To do: Print out the records below with nothing altered.

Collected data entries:
#####
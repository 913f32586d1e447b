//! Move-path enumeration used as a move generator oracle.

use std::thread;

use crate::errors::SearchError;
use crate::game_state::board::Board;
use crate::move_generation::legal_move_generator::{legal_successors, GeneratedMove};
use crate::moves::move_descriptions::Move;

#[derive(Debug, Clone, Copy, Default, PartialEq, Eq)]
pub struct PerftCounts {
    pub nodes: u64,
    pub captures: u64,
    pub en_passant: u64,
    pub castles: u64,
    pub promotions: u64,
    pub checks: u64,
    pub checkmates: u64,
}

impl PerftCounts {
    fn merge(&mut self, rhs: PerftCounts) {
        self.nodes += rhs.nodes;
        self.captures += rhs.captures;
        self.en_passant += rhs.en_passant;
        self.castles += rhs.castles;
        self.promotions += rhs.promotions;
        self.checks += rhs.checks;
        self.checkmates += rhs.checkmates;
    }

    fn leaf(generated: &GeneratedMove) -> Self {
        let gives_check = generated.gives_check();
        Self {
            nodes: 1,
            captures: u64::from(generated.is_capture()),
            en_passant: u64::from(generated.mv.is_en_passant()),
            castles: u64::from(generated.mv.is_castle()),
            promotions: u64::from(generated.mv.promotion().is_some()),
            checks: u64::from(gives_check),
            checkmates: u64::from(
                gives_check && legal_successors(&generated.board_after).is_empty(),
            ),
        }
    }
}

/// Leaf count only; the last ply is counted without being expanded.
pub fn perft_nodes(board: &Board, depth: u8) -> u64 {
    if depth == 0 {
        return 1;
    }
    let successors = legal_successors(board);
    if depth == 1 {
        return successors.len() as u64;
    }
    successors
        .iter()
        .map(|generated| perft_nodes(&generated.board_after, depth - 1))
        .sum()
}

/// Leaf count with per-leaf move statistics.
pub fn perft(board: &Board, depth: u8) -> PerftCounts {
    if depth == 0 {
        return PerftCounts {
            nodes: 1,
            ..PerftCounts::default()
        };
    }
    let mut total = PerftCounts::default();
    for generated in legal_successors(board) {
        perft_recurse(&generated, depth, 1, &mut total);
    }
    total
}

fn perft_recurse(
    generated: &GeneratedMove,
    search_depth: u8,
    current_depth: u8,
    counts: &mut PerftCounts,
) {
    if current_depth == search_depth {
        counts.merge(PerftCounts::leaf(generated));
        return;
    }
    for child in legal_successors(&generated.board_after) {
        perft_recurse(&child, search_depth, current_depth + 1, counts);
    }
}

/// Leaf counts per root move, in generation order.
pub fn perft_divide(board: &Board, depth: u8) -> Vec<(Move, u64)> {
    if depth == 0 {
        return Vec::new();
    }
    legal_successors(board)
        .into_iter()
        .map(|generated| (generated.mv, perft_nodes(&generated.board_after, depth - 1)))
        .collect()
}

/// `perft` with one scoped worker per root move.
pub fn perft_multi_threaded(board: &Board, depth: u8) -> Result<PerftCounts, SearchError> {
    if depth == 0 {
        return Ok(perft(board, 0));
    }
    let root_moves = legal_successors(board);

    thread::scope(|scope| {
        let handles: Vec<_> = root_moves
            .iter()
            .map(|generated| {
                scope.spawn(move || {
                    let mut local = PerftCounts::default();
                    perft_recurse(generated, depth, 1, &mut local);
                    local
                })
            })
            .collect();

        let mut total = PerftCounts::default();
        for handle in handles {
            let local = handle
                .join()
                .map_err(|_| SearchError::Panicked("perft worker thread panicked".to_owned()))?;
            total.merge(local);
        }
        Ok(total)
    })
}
#####
Exercise answer:
repository 913f32586d1e447b
//! Move-path enumeration used as a move generator oracle.

use std::thread;

use crate::errors::SearchError;
use crate::game_state::board::Board;
use crate::move_generation::legal_move_generator::{legal_successors, GeneratedMove};
use crate::moves::move_descriptions::Move;

#[derive(Debug, Clone, Copy, Default, PartialEq, Eq)]
pub struct PerftCounts {
    pub nodes: u64,
    pub captures: u64,
    pub en_passant: u64,
    pub castles: u64,
    pub promotions: u64,
    pub checks: u64,
    pub checkmates: u64,
}

impl PerftCounts {
    fn merge(&mut self, rhs: PerftCounts) {
        self.nodes += rhs.nodes;
        self.captures += rhs.captures;
        self.en_passant += rhs.en_passant;
        self.castles += rhs.castles;
        self.promotions += rhs.promotions;
        self.checks += rhs.checks;
        self.checkmates += rhs.checkmates;
    }

    fn leaf(generated: &GeneratedMove) -> Self {
        let gives_check = generated.gives_check();
        Self {
            nodes: 1,
            captures: u64::from(generated.is_capture()),
            en_passant: u64::from(generated.mv.is_en_passant()),
            castles: u64::from(generated.mv.is_castle()),
            promotions: u64::from(generated.mv.promotion().is_some()),
            checks: u64::from(gives_check),
            checkmates: u64::from(
                gives_check && legal_successors(&generated.board_after).is_empty(),
            ),
        }
    }
}

/// Leaf count only; the last ply is counted without being expanded.
pub fn perft_nodes(board: &Board, depth: u8) -> u64 {
    if depth == 0 {
        return 1;
    }
    let successors = legal_successors(board);
    if depth == 1 {
        return successors.len() as u64;
    }
    successors
        .iter()
        .map(|generated| perft_nodes(&generated.board_after, depth - 1))
        .sum()
}

/// Leaf count with per-leaf move statistics.
pub fn perft(board: &Board, depth: u8) -> PerftCounts {
    if depth == 0 {
        return PerftCounts {
            nodes: 1,
            ..PerftCounts::default()
        };
    }
    let mut total = PerftCounts::default();
    for generated in legal_successors(board) {
        perft_recurse(&generated, depth, 1, &mut total);
    }
    total
}

fn perft_recurse(
    generated: &GeneratedMove,
    search_depth: u8,
    current_depth: u8,
    counts: &mut PerftCounts,
) {
    if current_depth == search_depth {
        counts.merge(PerftCounts::leaf(generated));
        return;
    }
    for child in legal_successors(&generated.board_after) {
        perft_recurse(&child, search_depth, current_depth + 1, counts);
    }
}

/// Leaf counts per root move, in generation order.
pub fn perft_divide(board: &Board, depth: u8) -> Vec<(Move, u64)> {
    if depth == 0 {
        return Vec::new();
    }
    legal_successors(board)
        .into_iter()
        .map(|generated| (generated.mv, perft_nodes(&generated.board_after, depth - 1)))
        .collect()
}

/// `perft` with one scoped worker per root move.
pub fn perft_multi_threaded(board: &Board, depth: u8) -> Result<PerftCounts, SearchError> {
    if depth == 0 {
        return Ok(perft(board, 0));
    }
    let root_moves = legal_successors(board);

    thread::scope(|scope| {
        let handles: Vec<_> = root_moves
            .iter()
            .map(|generated| {
                scope.spawn(move || {
                    let mut local = PerftCounts::default();
                    perft_recurse(generated, depth, 1, &mut local);
                    local
                })
            })
            .collect();

        let mut total = PerftCounts::default();
        for handle in handles {
            let local = handle
                .join()
                .map_err(|_| SearchError::Panicked("perft worker thread panicked".to_owned()))?;
            total.merge(local);
        }
        Ok(total)
    })
}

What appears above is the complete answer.